Bullying according to “stopbullying.gov”, is “unwanted, aggressive behavior among school aged children that involves a real or perceived power imbalance. Bullying includes actions such as making threats, spreading rumors, attacking someone physically or verbally, and excluding someone from a group on purpose.”
This definition should be read without the wording “among school aged children” being involved. Bullying is not an action that pertains solely to children. Take a look around. On the schoolyard, in the workforce, in sporting events, bullying is taking place on an everyday basis. Now take a look in the schoolroom, in the main office: Listen to some of the teachers and some of the people termed ‘bosses’.
Is bullying more prevalent today than it was 10 years ago? That depends on who is asked. The world has opened up over the last 10 years, making people closer than they have ever been before, even if they are continents away. Behaviors change accordingly, of course, because the channels that can carry them to others have broadened.
Bullying is not a new behavior. Children have always had to deal with the class bully or bullies. They have always had to deal with the occasional teacher who belittled them because they didn’t “catch on” as quickly as some other children. And, as adults, people have always dealt with the boss that yells, screams, or otherwise bullied those working below them. It is not a new behavior, but it is newly noticed.
Cyber-bullying, in particular, causes much stress, especially to today’s youth. It is much easier to walk away from a bully in person than it is to try to deal with one online. It is also much easier to do the bullying when one is not face to face with another that he somehow feels threatened by.
So, what’s to be done? Look at the facts:
Who is bullying and who is being bullied? Can we correct some of that? Can we teach teachers that the words they say to a struggling student or a student that “acts out”, can be harmful as well as hurtful? Can we teach the student to understand that the bullying is going to be a part of their lives and how to deal with it in a structural way? Can we give bosses the knowledge to help them oversee others without infringing on that other person’s rights as a human being? Logical questions but nearly an impossible task.
What exactly is bullying? Is there a fine line between bullying and abuse? Before laws are implemented to counteract bullying, there had best be a definite definition or our jails may be filled with bullies instead of real criminals.
Where is most of the bullying occurring? It is on the schoolyard, in the schoolroom, in the workplace, on the internet, in government? Let’s face it, it is everywhere, which makes it all the more difficult to deal with. Where do we begin? At the top where the bullying is actually taught, or at the bottom with those who are learning it from above?

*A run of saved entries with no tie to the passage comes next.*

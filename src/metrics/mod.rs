//! Metrics collection for observability

use once_cell::sync::Lazy;
use prometheus::{
    register_counter_vec_with_registry, register_counter_with_registry,
    register_histogram_with_registry, Counter, CounterVec, Histogram, Opts, Registry,
};
use std::sync::Arc;

/// Global metrics registry
pub static METRICS: Lazy<Arc<Metrics>> =
    Lazy::new(|| Arc::new(Metrics::new().expect("Failed to initialize metrics")));

/// Metrics collector
pub struct Metrics {
    registry: Registry,

    // Selection metrics
    pub selections: CounterVec,
    pub selection_duration: Histogram,
    pub budget_overflows: Counter,

    // Cache metrics
    pub cache_hits: Counter,
    pub cache_misses: Counter,
    pub cache_evictions: Counter,
    pub cache_invalidations: Counter,

    // Compression metrics
    pub compressions: CounterVec,

    // Learning metrics
    pub feedback_events: CounterVec,
    pub profile_updates: Counter,
}

impl Metrics {
    /// Create a new metrics collector
    pub fn new() -> Result<Self, Box<dyn std::error::Error>> {
        let registry = Registry::new();

        let selections = register_counter_vec_with_registry!(
            Opts::new("context_selections_total", "Total context selections"),
            &["strategy", "source"],
            registry
        )?;

        let selection_duration = register_histogram_with_registry!(
            "context_selection_duration_seconds",
            "Context selection duration in seconds",
            registry
        )?;

        let budget_overflows = register_counter_with_registry!(
            Opts::new(
                "context_budget_overflows_total",
                "Selections returned above their token budget"
            ),
            registry
        )?;

        let cache_hits = register_counter_with_registry!(
            Opts::new("selection_cache_hits_total", "Selection cache hits"),
            registry
        )?;

        let cache_misses = register_counter_with_registry!(
            Opts::new("selection_cache_misses_total", "Selection cache misses"),
            registry
        )?;

        let cache_evictions = register_counter_with_registry!(
            Opts::new("selection_cache_evictions_total", "Selection cache evictions"),
            registry
        )?;

        let cache_invalidations = register_counter_with_registry!(
            Opts::new(
                "selection_cache_invalidations_total",
                "Entries dropped by project-change invalidation"
            ),
            registry
        )?;

        let compressions = register_counter_vec_with_registry!(
            Opts::new("context_compressions_total", "Total compression operations"),
            &["strategy"],
            registry
        )?;

        let feedback_events = register_counter_vec_with_registry!(
            Opts::new("context_feedback_events_total", "Total feedback events"),
            &["kind"],
            registry
        )?;

        let profile_updates = register_counter_with_registry!(
            Opts::new("task_profile_updates_total", "Total task profile updates"),
            registry
        )?;

        Ok(Self {
            registry,
            selections,
            selection_duration,
            budget_overflows,
            cache_hits,
            cache_misses,
            cache_evictions,
            cache_invalidations,
            compressions,
            feedback_events,
            profile_updates,
        })
    }

    /// Get the metrics registry for exporting
    pub fn registry(&self) -> &Registry {
        &self.registry
    }

    /// Record a completed selection
    pub fn record_selection(&self, strategy: &str, cached: bool, duration_secs: f64) {
        let source = if cached { "cache" } else { "computed" };
        self.selections.with_label_values(&[strategy, source]).inc();
        self.selection_duration.observe(duration_secs);
    }

    /// Record a selection that ended over its token budget
    pub fn record_budget_overflow(&self) {
        self.budget_overflows.inc();
    }

    /// Record a compression operation
    pub fn record_compression(&self, strategy: &str) {
        self.compressions.with_label_values(&[strategy]).inc();
    }

    /// Record a feedback event
    pub fn record_feedback(&self, kind: &str) {
        self.feedback_events.with_label_values(&[kind]).inc();
        self.profile_updates.inc();
    }

    /// Export metrics in Prometheus text format
    pub fn export_prometheus(&self) -> String {
        use prometheus::Encoder;

        let encoder = prometheus::TextEncoder::new();
        let metric_families = self.registry.gather();

        let mut buffer = Vec::new();
        encoder.encode(&metric_families, &mut buffer).unwrap_or_default();

        String::from_utf8(buffer).unwrap_or_default()
    }
}

#[cfg(test)]
mod tests {
    use super::*;

    #[test]
    fn test_metrics_initialization() {
        let metrics = Metrics::new();
        assert!(metrics.is_ok());
    }

    #[test]
    fn test_record_selection() {
        let metrics = Metrics::new().unwrap();
        metrics.record_selection("balanced", false, 0.002);
        metrics.record_selection("balanced", true, 0.0001);
        metrics.record_budget_overflow();
        // Metrics should be recorded without panicking
    }

    #[test]
    fn test_export_contains_registered_families() {
        let metrics = Metrics::new().unwrap();
        metrics.record_compression("snippet");
        let text = metrics.export_prometheus();
        assert!(text.contains("context_compressions_total"));
    }
}
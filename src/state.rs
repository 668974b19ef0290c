// src/state.rs
use std::sync::Arc;

use crate::services::relay::ChatRelay;

pub type SharedState = Arc<AppState>;

pub struct AppState {
    pub relay: ChatRelay,
}

impl AppState {
    pub fn new(relay: ChatRelay) -> Self {
        Self { relay }
    }
}
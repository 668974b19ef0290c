// src/services/relay.rs
use std::sync::Arc;

use tracing::{debug, warn};

use super::completion::{CompletionProvider, CompletionRequest, ProviderError};
use super::tone::{RandomTone, ToneSelector};

/// Forwards one user message to the completion provider under a per-request tone.
#[derive(Clone)]
pub struct ChatRelay {
    provider: Arc<dyn CompletionProvider>,
    tone: Arc<dyn ToneSelector>,
}

impl ChatRelay {
    pub fn new(provider: Arc<dyn CompletionProvider>) -> Self {
        Self::with_tone(provider, Arc::new(RandomTone))
    }

    pub fn with_tone(provider: Arc<dyn CompletionProvider>, tone: Arc<dyn ToneSelector>) -> Self {
        Self { provider, tone }
    }

    /// Returns the first choice's text, trimmed.
    pub async fn reply(&self, message: &str) -> Result<String, ProviderError> {
        let tone = self.tone.pick();
        debug!(%tone, "selected system prompt");

        let request = CompletionRequest::for_tone(tone, message);
        let response = match self.provider.complete(&request).await {
            Ok(response) => response,
            Err(e) => {
                warn!(kind = e.kind(), "completion failed: {e}");
                return Err(e);
            }
        };

        let choice = response
            .choices
            .into_iter()
            .next()
            .ok_or(ProviderError::EmptyChoices)?;

        let content = choice.message.content.ok_or_else(|| {
            ProviderError::MalformedResponse("completion choice has no message content".to_string())
        })?;

        Ok(content.trim().to_string())
    }
}
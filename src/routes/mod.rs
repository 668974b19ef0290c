// src/routes/mod.rs
pub mod chat;

use crate::state::SharedState;
use axum::{
    Router,
    routing::{get, post},
};
use chat::chat_handler;
use tower_http::cors::CorsLayer;
use tower_http::trace::TraceLayer;

pub fn create_router() -> Router<SharedState> {
    Router::new()
        .route("/chat", post(chat_handler))
        .route("/health", get(|| async { "OK" }))
        .layer(TraceLayer::new_for_http())
        .layer(CorsLayer::very_permissive())
}
use std::sync::Arc;

use anyhow::Context;
use chat_relay::{
    config::Config,
    routes,
    services::{completion::OpenAiClient, relay::ChatRelay},
    state::AppState,
};
use tracing::{info, warn};
use tracing_subscriber::EnvFilter;

#[tokio::main]
async fn main() -> anyhow::Result<()> {
    dotenvy::dotenv().ok();
    tracing_subscriber::fmt()
        .with_env_filter(EnvFilter::try_from_default_env().unwrap_or_else(|_| EnvFilter::new("info")))
        .init();

    let config = Config::from_env().context("could not load configuration")?;
    if config.openai_api_key.is_none() {
        warn!("OPENAI_API_KEY not set, every chat request will fail");
    }
    if config.uses_default_secret() {
        warn!("SECRET_KEY not set, using the built-in fallback");
    }
    if config.openai_timeout.is_none() {
        info!("no OPENAI_TIMEOUT_SECS set, provider calls wait indefinitely");
    }

    let client = OpenAiClient::new(
        config.openai_api_key.as_deref(),
        &config.openai_base_url,
        config.openai_timeout,
    )
    .context("could not build completion client")?;
    let state = Arc::new(AppState::new(ChatRelay::new(Arc::new(client))));

    let app = routes::create_router().with_state(state);

    let listener = tokio::net::TcpListener::bind(config.bind_addr)
        .await
        .with_context(|| format!("could not bind {}", config.bind_addr))?;

    info!("chat relay listening on http://{}", config.bind_addr);
    axum::serve(listener, app).await.context("server error")?;
    Ok(())
}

When do we start addressing bullying? Do we start in the classroom in kindergarten? Or can we begin to address it when our children are babies and teach them more correct ways to handle situations and circumstances?
And, lastly, we should ask why. Why do people feel the need to be dominant over each other at any cost? Why does the teacher bully the student or the students bully each other? Is it frustration that sends a teen to the internet to bully another teen? Why is teen number one feeling so frustrated? Why does teen number two take things so much to heart?
Bullying is not going to go away. Society, and human nature, make it a viable solution to not only frustration, but feelings of inadequacy, anger, impulsiveness, self-depression. As a society we cannot continue to allow bullying to escalate. However, until it is dealt with in a rational manner and in an equal manner for young, old, rich, poor or powerful, it will not begin to subside.
Perhaps we should teach our children, and ourselves, the qualities of self-assurance and how to deal with those feelings and actions that are the underlying causes of bullying. Perhaps we could teach the person being bullied to study the reasons why that other person feel so inclined to bully him. Is there an answer? Or is this an underlying circle of human behavior that can’t be totally changed?